The Alternate’s Perspective
The Alternate’s Perspective
I appreciate today that a jury summons is serious business, but I didn’t two decades ago, when I was twenty-three years old and living in Savannah, Georgia. I received a jury summons and promptly ignored it. After ignoring the first summons, I received a second and ignored it. I am sure each summons spelled out the nature of my obligation and the penalties for absenteeism. But I did not think twice about dismissing them. I wasn’t rebellious. I was young and self-centered and unimpressed. I simply didn’t appreciate the difference between a jury summons and junk mail, such as letters from Ed McMahon claiming I had won a million dollars.
I revised my notions a few weeks later when I received a phone call from the Clerk of Court and a stern female voice—the voice of an angry schoolteacher—inquired why I shouldn’t be prosecuted for contempt of court. I mumbled something about having felt sick lately. I suppose the woman took pity on me (or maybe her primary role was that of gatekeeper), but she told me that she was sending a third summons, which I would heed, or else.
I did. A court day is usually a tedious affair. You wait; occasionally the bailiffs may explain the delay. If they choose not to, you still wait. You have lost the right to time on your own terms. Now you have to adjust your sense of time to the court’s. My first court day primarily consisted of watching the attorneys play a mysterious game of questioning those of us in the jury pool about our past experiences as victims and suspects with the criminal justice system.
In Savannah the attorneys have a limited number of “strikes” they use to narrow the jury pool. A “strike” excuses you from the case. The strikes fell like lightning bolts; no one knew when to expect them. Some very professional people, “model citizens,” fell by the wayside. I have no idea why I was chosen as an alternate juror. I suspect the prosecuting attorney simply didn’t care about the position. He barely looked up at me when the judge asked the lawyers to choose an alternate. He simply gestured flippantly. I think the defense attorney who picked me must have seen some evidence of a positive social ethic—or an exploitable social maladjustment?—in my answers and profile.

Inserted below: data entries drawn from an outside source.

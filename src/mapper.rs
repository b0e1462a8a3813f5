//! Moves values between a [`Document`] and the [`InstanceGraph`].
//!
//! [`load`] copies every compatible document value into its slot and leaves
//! everything else untouched. [`write_document`] does the reverse: it writes every
//! section and every slot back at its resolved path, keeping comments that are
//! already in the document and falling back to the declared ones. Neither function
//! does any I/O.

use std::path::Path;

use crate::coerce::{classify, coerce};
use crate::document::Document;
use crate::error::AnnofigError;
use crate::path;
use crate::schema::{InstanceGraph, SchemaTree};

/// What a [`load`] pass did.
#[derive(Debug, Clone, Default, PartialEq, Eq)]
pub struct LoadReport {
    /// Properties whose slot received a document value.
    pub applied: usize,
    /// Dotted paths whose document value was incompatible with the declared type.
    pub skipped: Vec<String>,
}

/// Populate the instance graph from `doc`.
///
/// Missing paths and incompatible values are not errors.
pub fn load<D: Document>(
    doc: &D,
    tree: &SchemaTree,
    graph: &mut InstanceGraph,
) -> Result<LoadReport, AnnofigError> {
    let mut report = LoadReport::default();

    for (id, property) in tree.properties() {
        let dotted = path::property_path(tree, id, &property.key);
        let segments = path::split_path(&dotted);

        let Some(raw) = doc.get(&segments) else {
            tracing::trace!(path = %dotted, "not in document, keeping current value");
            continue;
        };

        match coerce(&raw, &property.field_type, property.nullable) {
            Some(value) => {
                if !graph.set(id, property.slot, value) {
                    return Err(missing_slot(&dotted));
                }
                tracing::trace!(path = %dotted, "loaded");
                report.applied += 1;
            }
            None => {
                tracing::debug!(
                    path = %dotted,
                    expected = %property.field_type,
                    found = %classify(&raw),
                    "skipping incompatible value"
                );
                report.skipped.push(dotted);
            }
        }
    }

    Ok(report)
}

/// Write every section and slot into `doc`.
///
/// `target` is only used to identify the file in errors.
pub fn write_document<D: Document>(
    doc: &mut D,
    tree: &SchemaTree,
    graph: &InstanceGraph,
    target: &Path,
) -> Result<(), AnnofigError> {
    let save_error = |source| AnnofigError::SaveError {
        path: target.to_path_buf(),
        source,
    };

    for (id, node) in tree.sections().filter(|(_, n)| !n.is_root()) {
        let dotted = path::section_path(tree, id);
        let segments = path::split_path(&dotted);
        let comments = doc
            .comments(&segments)
            .unwrap_or_else(|| node.comments.clone());
        doc.ensure_section(&segments, &comments).map_err(save_error)?;
    }

    for (id, property) in tree.properties() {
        let dotted = path::property_path(tree, id, &property.key);
        let segments = path::split_path(&dotted);
        let value = graph
            .get(id, property.slot)
            .ok_or_else(|| missing_slot(&dotted))?;

        let comments = match doc.comments(&segments) {
            Some(existing) => existing,
            None => {
                tracing::debug!(path = %dotted, value = %value, "filling absent value");
                property.comments.clone()
            }
        };
        doc.set(&segments, value, &comments).map_err(save_error)?;
        tracing::trace!(path = %dotted, "written");
    }

    Ok(())
}

fn missing_slot(dotted: &str) -> AnnofigError {
    AnnofigError::FieldAccess {
        field: dotted.to_string(),
        reason: "no runtime slot for declared property".into(),
    }
}

#[cfg(test)]
mod tests {
    use super::*;
    use crate::document::Provenance;
    use crate::fixtures::test::{AppSchema, Counter, Nested};
    use crate::schema::{SectionId, discover};
    use crate::toml_doc::TomlDocument;
    use crate::types::{RenderOptions, Value};
    use pretty_assertions::assert_eq;

    fn save_text<S: crate::schema::Schema>(input: &str) -> String {
        let (tree, mut graph) = discover::<S>().unwrap();
        let doc = TomlDocument::parse(input).unwrap();
        load(&doc, &tree, &mut graph).unwrap();
        let mut doc = TomlDocument::parse(input).unwrap();
        write_document(&mut doc, &tree, &graph, Path::new("test.toml")).unwrap();
        doc.render(&RenderOptions::default())
    }

    fn slot(tree: &SchemaTree, graph: &InstanceGraph, dotted: &str) -> Value {
        let (id, p) = tree.find_property(dotted).unwrap();
        graph.get(id, p.slot).unwrap().clone()
    }

    #[test]
    fn load_applies_compatible_values() {
        let (tree, mut graph) = discover::<Counter>().unwrap();
        let doc = TomlDocument::parse("count = 414\n[a]\nname = \"X\"\n").unwrap();
        let report = load(&doc, &tree, &mut graph).unwrap();
        assert_eq!(report.applied, 2);
        assert!(report.skipped.is_empty());
        assert_eq!(slot(&tree, &graph, "count"), Value::Integer(414));
        assert_eq!(slot(&tree, &graph, "a.name"), Value::String("X".into()));
    }

    #[test]
    fn load_missing_paths_keep_defaults() {
        let (tree, mut graph) = discover::<AppSchema>().unwrap();
        let report = load(&TomlDocument::default(), &tree, &mut graph).unwrap();
        assert_eq!(report, LoadReport::default());
        for (id, p) in tree.properties() {
            assert_eq!(graph.get(id, p.slot), Some(&p.default));
        }
    }

    #[test]
    fn load_skips_incompatible_values() {
        let (tree, mut graph) = discover::<AppSchema>().unwrap();
        let doc = TomlDocument::parse("count = \"many\"\nverbose = true\n").unwrap();
        let report = load(&doc, &tree, &mut graph).unwrap();
        assert_eq!(report.skipped, vec!["count".to_string()]);
        assert_eq!(slot(&tree, &graph, "count"), Value::Integer(1));
        assert_eq!(slot(&tree, &graph, "verbose"), Value::Boolean(true));
    }

    #[test]
    fn load_skips_byte_overflow() {
        let (tree, mut graph) = discover::<AppSchema>().unwrap();
        let doc = TomlDocument::parse("[server]\nbacklog = 414\nretries = 414\n").unwrap();
        let report = load(&doc, &tree, &mut graph).unwrap();
        assert_eq!(report.skipped, vec!["server.backlog".to_string()]);
        assert_eq!(slot(&tree, &graph, "server.backlog"), Value::Integer(16));
        assert_eq!(slot(&tree, &graph, "server.retries"), Value::Integer(414));
    }

    #[test]
    fn load_keeps_previous_value_not_default() {
        let (tree, mut graph) = discover::<Counter>().unwrap();
        let first = TomlDocument::parse("count = 7\n").unwrap();
        load(&first, &tree, &mut graph).unwrap();
        let second = TomlDocument::parse("count = 1.5\n").unwrap();
        load(&second, &tree, &mut graph).unwrap();
        assert_eq!(slot(&tree, &graph, "count"), Value::Integer(7));
    }

    #[test]
    fn load_through_scalar_is_skip() {
        let (tree, mut graph) = discover::<Counter>().unwrap();
        let doc = TomlDocument::parse("a = 3\n").unwrap();
        let report = load(&doc, &tree, &mut graph).unwrap();
        assert_eq!(report.applied, 0);
        assert_eq!(slot(&tree, &graph, "a.name"), Value::Null);
    }

    #[test]
    fn save_fresh_document_writes_defaults() {
        assert_eq!(save_text::<Counter>(""), "count = 1\n\n[a]\n# name =\n");
    }

    #[test]
    fn save_nested_paths() {
        assert_eq!(
            save_text::<Nested>(""),
            "x = 0\n\n[a]\n\n[a.b]\nname = \"n\"\n"
        );
    }

    #[test]
    fn save_uses_declared_comments_for_absent_paths() {
        let text = save_text::<AppSchema>("");
        assert!(text.starts_with("# Application name.\nname = \"demo\"\n"));
        assert!(text.contains("# How many workers to start.\ncount = 1\n"));
        assert!(text.contains("\n# Server settings.\n[server]\n# Address to bind.\nhost = \"127.0.0.1\"\n"));
        assert!(text.contains(
            "\n# TLS settings.\n[server.tls]\n# Path to the certificate.\n\
             # Leave unset to disable TLS.\n# cert =\nenabled = false\n"
        ));
        assert!(text.contains("ratio = 0.5\n"));
        assert!(text.contains("tags = [\"alpha\"]\n"));
        assert!(text.contains("limits = {}\n"));
        assert!(text.contains("\n# Logging settings.\n[logging]\nlevel = \"info\"\n"));
    }

    #[test]
    fn save_keeps_existing_comments() {
        let input = "# mine\ncount = 5\n\n# my section\n[a]\n# name =\n";
        assert_eq!(save_text::<Counter>(input), input);
    }

    #[test]
    fn save_keeps_edited_comments_of_null_property() {
        let input = "[server.tls]\n# Mine.\n# cert =\nenabled = true\n";
        let text = save_text::<AppSchema>(input);
        assert!(text.contains("\n[server.tls]\n# Mine.\n# cert =\nenabled = true\n"));
        assert!(!text.contains("Path to the certificate."));
    }

    #[test]
    fn save_keeps_unknown_keys() {
        let text = save_text::<Counter>("extra = \"kept\"\n");
        assert_eq!(text, "extra = \"kept\"\ncount = 1\n\n[a]\n# name =\n");
    }

    #[test]
    fn save_is_idempotent() {
        let once = save_text::<AppSchema>("");
        let twice = save_text::<AppSchema>(&once);
        assert_eq!(once, twice);
    }

    #[test]
    fn save_writes_loaded_values() {
        let text = save_text::<Counter>("count = 414\n[a]\nname = \"X\"\n");
        assert_eq!(text, "count = 414\n\n[a]\nname = \"X\"\n");
    }

    #[test]
    fn save_marks_new_paths_synthesized() {
        let (tree, graph) = discover::<Counter>().unwrap();
        let mut doc = TomlDocument::parse("count = 2\n").unwrap();
        write_document(&mut doc, &tree, &graph, Path::new("t.toml")).unwrap();
        assert_eq!(doc.provenance(&["count"]), Some(Provenance::Parsed));
        assert_eq!(doc.provenance(&["a"]), Some(Provenance::Synthesized));
    }

    #[test]
    fn section_and_property_comments_share_paths() {
        let (tree, graph) = discover::<Nested>().unwrap();
        let mut doc = TomlDocument::default();
        write_document(&mut doc, &tree, &graph, Path::new("t.toml")).unwrap();
        let first = path::section_path(&tree, tree.node(SectionId::ROOT).children[0]);
        assert_eq!(first, "a");
        assert_eq!(doc.comments(&["a", "b", "name"]), Some(vec![]));
        assert_eq!(doc.comments(&["a", "b"]), Some(vec![]));
    }
}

I have served on juries since then, and I have seen many cases on Court TV, but I have never since then witnessed a court case that initially appeared to be such a serious matter of jurisprudence and so quickly and ingloriously devolved. The defendant attended the jury selection and faced us. He was a handcuffed young black man, no older than twenty-five, who looked rough, cynical, and, in every surface respect, like a stereotype on display.
We were warned that the case involved sexual abuse of a minor. We were told the charges included drug use, robbery, and attempted rape. I can safely characterize the reaction inside the jury room to the last charge, “rape,” as a gigantic flinch...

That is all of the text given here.